North Carolina Court of Appeals
Feb 1, 2004
592 S.E.2d 294 (N.C. Ct. App. 2004)

Opinion

No. COA03-208

Filed 17 February 2004 This case not for publication

Appeal by defendant from judgment entered 23 September 2002 by Judge Thomas D. Haigwood in Wake County Superior Court. Heard in the Court of Appeals 19 November 2003.

Attorney General Roy Cooper, by Assistant Attorney General Ann B. Wall, for the State. Russell J. Hollers III, for defendant-appellant.


Wake County Nos. 01 CRS 112990, 01 CRS 112994.
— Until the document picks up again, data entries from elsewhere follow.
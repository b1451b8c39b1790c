//! Tesseract Coordinator daemon
//!
//! Hosts the shard participants, the cross-shard transaction coordinator
//! and the channel manager in one process, with the status API and
//! Prometheus metrics alongside.

use anyhow::Result;
use std::sync::Arc;
use std::time::{Duration, Instant};
use tokio::signal;
use tracing::{error, info, warn};

use tesseract_coordinator::anchor::LedgerAnchor;
use tesseract_coordinator::api::{self, AppState};
use tesseract_coordinator::channel::{ChannelManager, DigestKeyring, DisputeResolver};
use tesseract_coordinator::config::Settings;
use tesseract_coordinator::coordination::{DecisionLog, TransactionCoordinator};
use tesseract_coordinator::events::EventBus;
use tesseract_coordinator::metrics::MetricsServer;
use tesseract_coordinator::registry::ShardRegistry;
use tesseract_coordinator::shard::{LocalTransport, ShardParticipant};
use tesseract_coordinator::state::{MemoryStore, StateManager};

/// Terminal transactions are dropped from memory after this long
const TRANSACTION_RETENTION_SECS: i64 = 3600;

#[tokio::main]
async fn main() -> Result<()> {
    // Initialize logging
    init_logging();

    info!("Starting Tesseract Coordinator v{}", env!("CARGO_PKG_VERSION"));

    // Load configuration
    let settings = Settings::load()?;
    info!(
        "Loaded configuration for {} shards",
        settings.enabled_shards().len()
    );

    // Decision log and ledger anchor
    let (decision_log, anchor, state_manager): (
        Arc<dyn DecisionLog>,
        Arc<dyn LedgerAnchor>,
        Option<Arc<StateManager>>,
    ) = if settings.database.is_memory() {
        warn!("Using the in-memory store; decisions will not survive a restart");
        let store = Arc::new(MemoryStore::new());
        (store.clone(), store, None)
    } else {
        let manager = Arc::new(StateManager::new(&settings.database).await?);
        info!("Database connection established");
        manager.run_migrations().await?;
        info!("Database migrations complete");
        (manager.clone(), manager.clone(), Some(manager))
    };

    // Shard registry and locally hosted participants
    let registry = Arc::new(ShardRegistry::from_settings(&settings)?);
    let transport = Arc::new(LocalTransport::new());
    for (_, shard) in settings.enabled_shards() {
        transport.attach(Arc::new(ShardParticipant::new(
            shard.shard_id,
            shard.lock_max_duration(),
        )));
    }
    info!("Shard participants attached: {:?}", registry.active_shards());

    let events = EventBus::default();

    // Coordinator, re-driving anything a previous run left undelivered
    let coordinator = Arc::new(TransactionCoordinator::new(
        registry.clone(),
        transport.clone(),
        decision_log,
        anchor.clone(),
        events.clone(),
        settings.coordinator.clone(),
    ));
    let redriven = coordinator.recover().await?;
    info!("Coordinator recovered, {} decisions re-driven", redriven);

    // Channel manager
    let keyring = Arc::new(DigestKeyring::new());
    for (identity, secret) in &settings.channels.keys {
        keyring.insert(identity.clone(), secret.as_bytes().to_vec());
    }
    let channels = Arc::new(ChannelManager::new(
        anchor,
        keyring,
        DisputeResolver::new(settings.channels.challenge_window()),
        events.clone(),
    ));
    info!(
        "Channel manager initialized (challenge window {:?})",
        settings.channels.challenge_window()
    );

    // Start API server
    let api_handle = tokio::spawn({
        let config = settings.api.clone();
        let state = AppState {
            state_manager: state_manager.clone(),
            coordinator: coordinator.clone(),
            channels: channels.clone(),
            started_at: Instant::now(),
        };
        async move {
            if let Err(e) = api::run_server(config, state).await {
                error!("API server error: {}", e);
            }
        }
    });

    // Start metrics server
    let metrics_handle = if settings.metrics.enabled {
        let server = MetricsServer::new(settings.metrics.port);
        Some(tokio::spawn(async move {
            if let Err(e) = server.run().await {
                error!("Metrics server error: {}", e);
            }
        }))
    } else {
        None
    };

    // Event log
    let events_handle = tokio::spawn({
        let mut subscription = events.subscribe();
        async move {
            while let Some(event) = subscription.recv().await {
                info!(event = event.name(), key = %event.key(), "Protocol event");
            }
        }
    });

    // Maintenance loop: lock expiry, dispute finalization, cleanup
    let maintenance_handle = tokio::spawn({
        let transport = transport.clone();
        let coordinator = coordinator.clone();
        let channels = channels.clone();
        let state_manager = state_manager.clone();
        let interval = Duration::from_millis(settings.coordinator.maintenance_interval_ms);
        async move {
            let mut ticker = tokio::time::interval(interval);
            loop {
                ticker.tick().await;

                for participant in transport.participants() {
                    let expired = participant.expire_stale_locks();
                    if !expired.is_empty() {
                        warn!(
                            "Shard {} released locks of {} expired transactions",
                            participant.shard_id(),
                            expired.len()
                        );
                    }
                    participant.prune_finished();
                }

                for channel_id in channels.finalize_expired_disputes().await {
                    info!("Dispute finalized for channel {}", hex::encode(channel_id));
                }

                coordinator.cleanup(TRANSACTION_RETENTION_SECS).await;

                if let Some(manager) = &state_manager {
                    if let Err(e) = manager.health_check().await {
                        warn!("Database health check failed: {}", e);
                    }
                }
            }
        }
    });

    info!("Tesseract Coordinator is running");
    info!("API server: http://{}:{}", settings.api.host, settings.api.port);
    if settings.metrics.enabled {
        info!("Metrics: http://0.0.0.0:{}/metrics", settings.metrics.port);
    }

    // Wait for shutdown signal
    shutdown_signal().await;

    info!("Shutdown signal received, stopping...");

    // Abort background tasks
    api_handle.abort();
    events_handle.abort();
    maintenance_handle.abort();
    if let Some(h) = metrics_handle {
        h.abort();
    }

    info!("Tesseract Coordinator stopped");
    Ok(())
}

fn init_logging() {
    use tracing_subscriber::{fmt, prelude::*, EnvFilter};

    let filter = EnvFilter::try_from_default_env().unwrap_or_else(|_| {
        EnvFilter::new("info,tesseract_coordinator=debug,sqlx=warn,hyper=warn")
    });

    tracing_subscriber::registry()
        .with(filter)
        .with(fmt::layer().with_target(true).with_thread_ids(true))
        .init();
}

async fn shutdown_signal() {
    let ctrl_c = async {
        if let Err(e) = signal::ctrl_c().await {
            error!("Failed to install Ctrl+C handler: {}", e);
            std::future::pending::<()>().await;
        }
    };

    #[cfg(unix)]
    let terminate = async {
        match signal::unix::signal(signal::unix::SignalKind::terminate()) {
            Ok(mut stream) => {
                stream.recv().await;
            }
            Err(e) => {
                error!("Failed to install signal handler: {}", e);
                std::future::pending::<()>().await;
            }
        }
    };

    #[cfg(not(unix))]
    let terminate = std::future::pending::<()>();

    tokio::select! {
        _ = ctrl_c => {},
        _ = terminate => {},
    }
}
Defendant Carl Edward Lyons entered an Alford plea of guilty to one count of first degree forcible sex offense and one count of first degree kidnapping. The offenses were consolidated for judgment and sentence. In his appeal, defendant contends that thesentence violated double jeopardy, that the prosecutor's summary of the facts provided an insufficient factual basis for his plea, and that a sentence in the aggravated range was not supported by the facts. Defendant, however, waived his right to appeal (1) on grounds of double jeopardy by pleading guilty; and (2) regarding the sufficiency of the factual basis to support the plea by failing to object at the sentencing hearing. We also hold that the uisputed facts support the trial court's finding of the aggravating factor that defendant took advantage of a position of trust or confidence in committing the crimes.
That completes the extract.